Şeker Yatırım Başekonomisti Gülay Elif Girgin, Merkez Bankası’nın 24 Nisan’daki PPK toplantısında bankaların zorunlu karşılıklarına yönelik bir hareket için erken olduğunu fakat toplantı özetinde bankalara yönelik çeşitli adımlar atılabileceğine dair sinyal gönderebileceğini öngörüyor. Girgin, politika faizinde olası bir düşüş içinse en erken yılın ikinci yarısının konuşulabileceğini düşünüyor. Girgin, “Merkez Bankası’nın enflasyona vurgu yaptığı baz etkisinden dolayı da nisan enflasyonun yüksek çıkacağı bir ortamda politika faizini aşağı çekmesini beklememekteyiz. Yılın ikinci yarısında küresel koşulların, makro verilerin ve iç politik görünüm gerekli şartları oluşturursa politika faizinde ve/veya faiz koridorunda bir ayarlama olabilir. Miktarını da tahmin etmek şimdiden zor olsa da 50 baz puandan aşağıya olmaz” dedi.

Orta vadede temkinli duruş sürdürülmeli

TEB Finansal Piyasalar Strateji Müdürü Erkin Işık ise “Merkez Bankası, bankalara sağlanan likiditeyi arttırarak faizlerde 200 baz puana yakın, keskin bir düşüş gerçekleştirdi. Bu gelişmenin, son dönemde belirgin yavaşlayan kredilere destek olacağını ve büyüme tarafında aşağı yönlü riskleri sınırlayacağını düşünüyoruz” dedi ve şöyle devam etti: “Ayrıca Moody’s’in kredi görünümünü negatif izlemeye alması da, global risk iştahının etkisi ile kısa vadede etkisi sınırlı olsa bile, orta vadede daha temkinli bir yaklaşımı zorunlu kılabilir. MB'nin kısa vadede, yaptığı parasal gevşemenin krediler, enflasyon bekleyişleri ve piyasalar üzerindeki etkilerini takip etmesini ve daha fazla parasal gevşemeye gitmemesini bekliyoruz.”

Erste Securities Başekonomisti Nilüfer Sezgin’de Merkez Bankası’nın zaten günlük bazda likidite yönetimi ile 3 Nisan’dan beri likiditeyi gevşeterek zaten gecelik faizlerin ikincil piyasada düşmesini sağladığını aktararak, “Merkez Bankası’nın faizde indirim sinyali verebileceğini düşünüyoruz ancak indirimin Nisan toplantısında geleceğini pek sanmıyoruz.

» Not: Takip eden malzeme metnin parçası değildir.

// Core console logic modules

pub mod history;
pub mod robot;
pub mod snapshot;
pub mod store;
pub mod symbols;
pub mod types;

// Re-export commonly used types
pub use history::{HistoryPage, TradeHistoryPager, TradeRecord};
pub use robot::{AutomationController, CurrencySelection, Leverage, RobotSettings};
pub use snapshot::{decode_frame, fallback_snapshot, BotPerformance, MarketSnapshot, Ticker};
pub use store::{MarketDataStore, SubscriptionId};
pub use symbols::{canonicalize, estimate_volume, resolve_display, CanonicalSymbol, CoinDisplay};
pub use types::{AccountContext, RobotState};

TL’deki beklenmedik güçlü seyir likidite politikasının gevşemesine izin verdi. Bizce asıl planda bu yoktu. Likidite gevşemesinin zorunlu karşılık indirimine göre çok güçlü bir adım olduğu düşünüldüğünde, artık Merkez Bankası’nın zorunlu karşılık indirimine ihtiyacı azaldı diye düşünüyoruz. Politika faizinde indirim sinyali vermek için enflasyonda tepe noktayı görmeyi beklemek daha güvenli bir politika olabilirdi" dedi.